### WHAT TO WORK ON
Exactly the lines from the opening of the data through the line containing "usize, metric: Metric)" should be reproduced, please, with nothing added.

### SUPPLIED RECORDS

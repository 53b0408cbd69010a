//! End-to-end build, merge and search over a random corpus.

use std::sync::Arc;

use rand::rngs::StdRng;
use rand::{Rng, SeedableRng};
use tempfile::{tempdir, TempDir};

use shardann::distance;
use shardann::pipeline::plan_offsets;
use shardann::*;

const DIM: usize = 8;
const CORPUS: usize = 300;

fn random_corpus(seed: u64) -> InMemoryCorpus {
    let mut rng = StdRng::seed_from_u64(seed);
    let vectors = (0..CORPUS)
        .map(|_| (0..DIM).map(|_| rng.gen_range(-1.0f32..1.0)).collect())
        .collect();
    InMemoryCorpus::new(DIM, vectors).unwrap()
}

fn random_queries(seed: u64, n: usize) -> Vec<Vector> {
    let mut rng = StdRng::seed_from_u64(seed);
    (0..n)
        .map(|_| (0..DIM).map(|_| rng.gen_range(-1.0f32..1.0)).collect())
        .collect()
}

/// 64 vectors per shard -> 5 shards for the corpus
fn config(partitioning: Partitioning) -> ShardingConfig {
    let mut config = ShardingConfig::for_testing();
    config.memory.max_index_memory_usage = format!("{}", 64 * (DIM * 4 + 8));
    config.partitioning = partitioning;
    config
}

fn store() -> ArtifactStore {
    ArtifactStore::new(
        Arc::new(LocalPathResolver::new()),
        StorageConfig { compression: Compression::Snappy, fsync: false },
    )
}

fn build(metric: Metric, partitioning: Partitioning, merge: MergeMode) -> (TempDir, BuildReport, InMemoryCorpus) {
    let dir = tempdir().unwrap();
    let corpus = random_corpus(7);
    let pipeline = ShardedIndexBuilder::new(
        Arc::new(FlatIndexEngine::new()),
        RayonExecutor::new(Some(3)).unwrap(),
        store(),
        config(partitioning),
        metric,
        dir.path().to_string_lossy().into_owned(),
    )
    .with_merge_mode(merge);
    let report = pipeline.run(&corpus).unwrap();
    assert!(report.is_complete());
    (dir, report, corpus)
}

/// Exact top-k corpus ids over the whole corpus
fn brute_force(corpus: &InMemoryCorpus, query: &[f32], k: usize, metric: Metric) -> Vec<u64> {
    let mut scored: Vec<(u64, f32)> = corpus
        .vectors()
        .iter()
        .enumerate()
        .map(|(i, v)| (i as u64, distance::score(metric, query, v)))
        .collect();
    scored.sort_by(|a, b| metric.compare(a.1, b.1).then(a.0.cmp(&b.0)));
    scored.truncate(k);
    scored.into_iter().map(|(id, _)| id).collect()
}

fn search(searcher: &ShardedSearcher<FlatIndexEngine>, queries: Vec<Vector>, k: usize) -> ResultSet {
    let batch = QueryBatch::new(queries, k).unwrap();
    searcher
        .search(&batch, FailurePolicy::FailFast, &CancellationToken::new())
        .unwrap()
}

#[test]
fn test_sharded_top_k_matches_brute_force() {
    for metric in [Metric::L2, Metric::InnerProduct, Metric::Cosine] {
        let (dir, report, corpus) = build(metric, Partitioning::Contiguous, MergeMode::KeepShards);
        assert_eq!(report.artifacts.len(), 5);

        let searcher = ShardedSearcher::open(
            Arc::new(FlatIndexEngine::new()),
            store(),
            &dir.path().to_string_lossy(),
            &SearchConfig::default(),
        )
        .unwrap();

        let queries = random_queries(11, 20);
        let results = search(&searcher, queries.clone(), 10);
        assert!(!results.partial);
        for (q, query) in queries.iter().enumerate() {
            assert_eq!(results.ids(q), brute_force(&corpus, query, 10, metric), "{:?} query {}", metric, q);
        }
    }
}

#[test]
fn test_strided_ids_map_back_to_corpus() {
    let (_dir, report, corpus) = build(Metric::L2, Partitioning::Strided, MergeMode::KeepShards);
    let searcher = ShardedSearcher::new(
        Arc::new(FlatIndexEngine::new()),
        store(),
        report.artifacts.clone(),
        &SearchConfig::default(),
    )
    .unwrap();

    let offsets = plan_offsets(&report.plan);
    let to_corpus = |global: u64| -> u64 {
        let i = offsets.iter().rposition(|&o| o <= global).unwrap();
        report.plan[i].corpus_id(global - offsets[i]).unwrap()
    };

    let queries = random_queries(5, 8);
    let results = search(&searcher, queries.clone(), 5);
    for (q, query) in queries.iter().enumerate() {
        let mapped: Vec<u64> = results.ids(q).into_iter().map(to_corpus).collect();
        assert_eq!(mapped, brute_force(&corpus, query, 5, Metric::L2));
    }
}

#[test]
fn test_merged_artifact_matches_sharded_search() {
    let (_dir, report, _corpus) = build(Metric::L2, Partitioning::Contiguous, MergeMode::MergeAll { shift_ids: true });
    let merged = report.merged.as_ref().unwrap();
    assert_eq!(merged.vector_count, CORPUS);
    assert_eq!(merged.source_shard_ids, vec![0, 1, 2, 3, 4]);

    let engine = Arc::new(FlatIndexEngine::new());
    let index = engine.deserialize(&store().read_blob(&merged.storage_path).unwrap()).unwrap();
    let mut ids = index.ids().to_vec();
    ids.sort_unstable();
    ids.dedup();
    assert_eq!(ids.len(), CORPUS);

    let sharded = ShardedSearcher::new(engine.clone(), store(), report.artifacts.clone(), &SearchConfig::default()).unwrap();
    let single = ShardedSearcher::from_merged(engine, store(), merged, &SearchConfig::default()).unwrap();

    let queries = random_queries(3, 10);
    let a = search(&sharded, queries.clone(), 7);
    let b = search(&single, queries, 7);
    for q in 0..a.len() {
        assert_eq!(a.ids(q), b.ids(q));
    }
}

#[test]
fn test_shard_order_does_not_change_results() {
    let (_dir, report, _corpus) = build(Metric::InnerProduct, Partitioning::Contiguous, MergeMode::KeepShards);
    let engine = Arc::new(FlatIndexEngine::new());

    let mut reversed = report.artifacts.clone();
    reversed.reverse();
    let forward = ShardedSearcher::new(engine.clone(), store(), report.artifacts.clone(), &SearchConfig::default()).unwrap();
    let backward = ShardedSearcher::new(engine, store(), reversed, &SearchConfig::default()).unwrap();

    let queries = random_queries(13, 6);
    assert_eq!(search(&forward, queries.clone(), 12), search(&backward, queries, 12));
}

#[test]
fn test_merge_keeping_ids_detects_collision() {
    let (dir, report, _corpus) = build(Metric::L2, Partitioning::Contiguous, MergeMode::KeepShards);
    let merger = IndexMerger::new(Arc::new(FlatIndexEngine::new()), store());
    let dest = dir.path().to_string_lossy().into_owned();

    let merged = merger.merge(&report.artifacts, false, &dest).unwrap();
    assert_eq!(merged.vector_count, CORPUS);

    let mut clashing = report.artifacts[..2].to_vec();
    clashing[1].id_offset = clashing[0].id_offset + 1;
    assert!(matches!(
        merger.merge(&clashing, false, &dest),
        Err(ShardError::IdCollision { .. })
    ));
}

#[test]
fn test_missing_shard_degrades_or_fails() {
    let (_dir, report, _corpus) = build(Metric::L2, Partitioning::Contiguous, MergeMode::KeepShards);
    std::fs::remove_file(&report.artifacts[3].storage_path).unwrap();

    let search_config = SearchConfig {
        failure_policy: FailurePolicy::Degrade,
        ..SearchConfig::default()
    };
    let searcher =
        ShardedSearcher::new(Arc::new(FlatIndexEngine::new()), store(), report.artifacts.clone(), &search_config)
            .unwrap();
    let batch = QueryBatch::new(random_queries(17, 4), 5).unwrap();

    let degraded = searcher
        .search(&batch, searcher.failure_policy(), &CancellationToken::new())
        .unwrap();
    assert!(degraded.partial);
    assert_eq!(degraded.missing_shards, vec![3]);
    assert_eq!(degraded.len(), 4);
    let shard_three = report.artifacts[3].global_range();
    assert!(degraded.results.iter().flatten().all(|c| !shard_three.contains(&c.id)));

    let err = searcher
        .search(&batch, FailurePolicy::FailFast, &CancellationToken::new())
        .unwrap_err();
    assert!(matches!(err, ShardError::QueryFanoutPartialFailure { .. }));
}

#[test]
fn test_two_shard_end_to_end() {
    let dir = tempdir().unwrap();
    let dest = dir.path().to_string_lossy().into_owned();
    let corpus = InMemoryCorpus::new(1, (0..8).map(|i| vec![i as f32]).collect()).unwrap();

    let mut cfg = ShardingConfig::for_testing();
    cfg.memory.max_index_memory_usage = format!("{}", 4 * (4 + 8));
    let report = ShardedIndexBuilder::new(
        Arc::new(FlatIndexEngine::new()),
        SequentialExecutor,
        store(),
        cfg,
        Metric::L2,
        dest.clone(),
    )
    .run(&corpus)
    .unwrap();
    assert_eq!(report.artifacts.len(), 2);

    let searcher = ShardedSearcher::open(Arc::new(FlatIndexEngine::new()), store(), &dest, &SearchConfig::default()).unwrap();
    let results = search(&searcher, vec![vec![3.6]], 3);
    assert_eq!(results.ids(0), vec![4, 3, 5]);
    assert_eq!(results.results[0][0].shard_id, 1);
    assert_eq!(results.results[0][1].shard_id, 0);
}

#[test]
fn test_degrade_with_every_shard_missing() {
    let (_dir, report, _corpus) = build(Metric::Cosine, Partitioning::Contiguous, MergeMode::KeepShards);
    for artifact in &report.artifacts {
        std::fs::remove_file(&artifact.storage_path).unwrap();
    }

    let searcher = ShardedSearcher::new(
        Arc::new(FlatIndexEngine::new()),
        store(),
        report.artifacts.clone(),
        &SearchConfig::default(),
    )
    .unwrap();
    let batch = QueryBatch::new(random_queries(19, 3), 4).unwrap();

    let results = searcher
        .search(&batch, FailurePolicy::Degrade, &CancellationToken::new())
        .unwrap();
    assert!(results.partial);
    assert_eq!(results.missing_shards, vec![0, 1, 2, 3, 4]);
    assert_eq!(results.len(), 3);
    assert!(results.results.iter().all(|r| r.is_empty()));
}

### TASK OUTPUT
repository 53b0408cbd69010a
//! End-to-end build, merge and search over a random corpus.

use std::sync::Arc;

use rand::rngs::StdRng;
use rand::{Rng, SeedableRng};
use tempfile::{tempdir, TempDir};

use shardann::distance;
use shardann::pipeline::plan_offsets;
use shardann::*;

const DIM: usize = 8;
const CORPUS: usize = 300;

fn random_corpus(seed: u64) -> InMemoryCorpus {
    let mut rng = StdRng::seed_from_u64(seed);
    let vectors = (0..CORPUS)
        .map(|_| (0..DIM).map(|_| rng.gen_range(-1.0f32..1.0)).collect())
        .collect();
    InMemoryCorpus::new(DIM, vectors).unwrap()
}

fn random_queries(seed: u64, n: usize) -> Vec<Vector> {
    let mut rng = StdRng::seed_from_u64(seed);
    (0..n)
        .map(|_| (0..DIM).map(|_| rng.gen_range(-1.0f32..1.0)).collect())
        .collect()
}

/// 64 vectors per shard -> 5 shards for the corpus
fn config(partitioning: Partitioning) -> ShardingConfig {
    let mut config = ShardingConfig::for_testing();
    config.memory.max_index_memory_usage = format!("{}", 64 * (DIM * 4 + 8));
    config.partitioning = partitioning;
    config
}

fn store() -> ArtifactStore {
    ArtifactStore::new(
        Arc::new(LocalPathResolver::new()),
        StorageConfig { compression: Compression::Snappy, fsync: false },
    )
}

fn build(metric: Metric, partitioning: Partitioning, merge: MergeMode) -> (TempDir, BuildReport, InMemoryCorpus) {
    let dir = tempdir().unwrap();
    let corpus = random_corpus(7);
    let pipeline = ShardedIndexBuilder::new(
        Arc::new(FlatIndexEngine::new()),
        RayonExecutor::new(Some(3)).unwrap(),
        store(),
        config(partitioning),
        metric,
        dir.path().to_string_lossy().into_owned(),
    )
    .with_merge_mode(merge);
    let report = pipeline.run(&corpus).unwrap();
    assert!(report.is_complete());
    (dir, report, corpus)
}

/// Exact top-k corpus ids over the whole corpus
fn brute_force(corpus: &InMemoryCorpus, query: &[f32], k: usize, metric: Metric) -> Vec<u64> {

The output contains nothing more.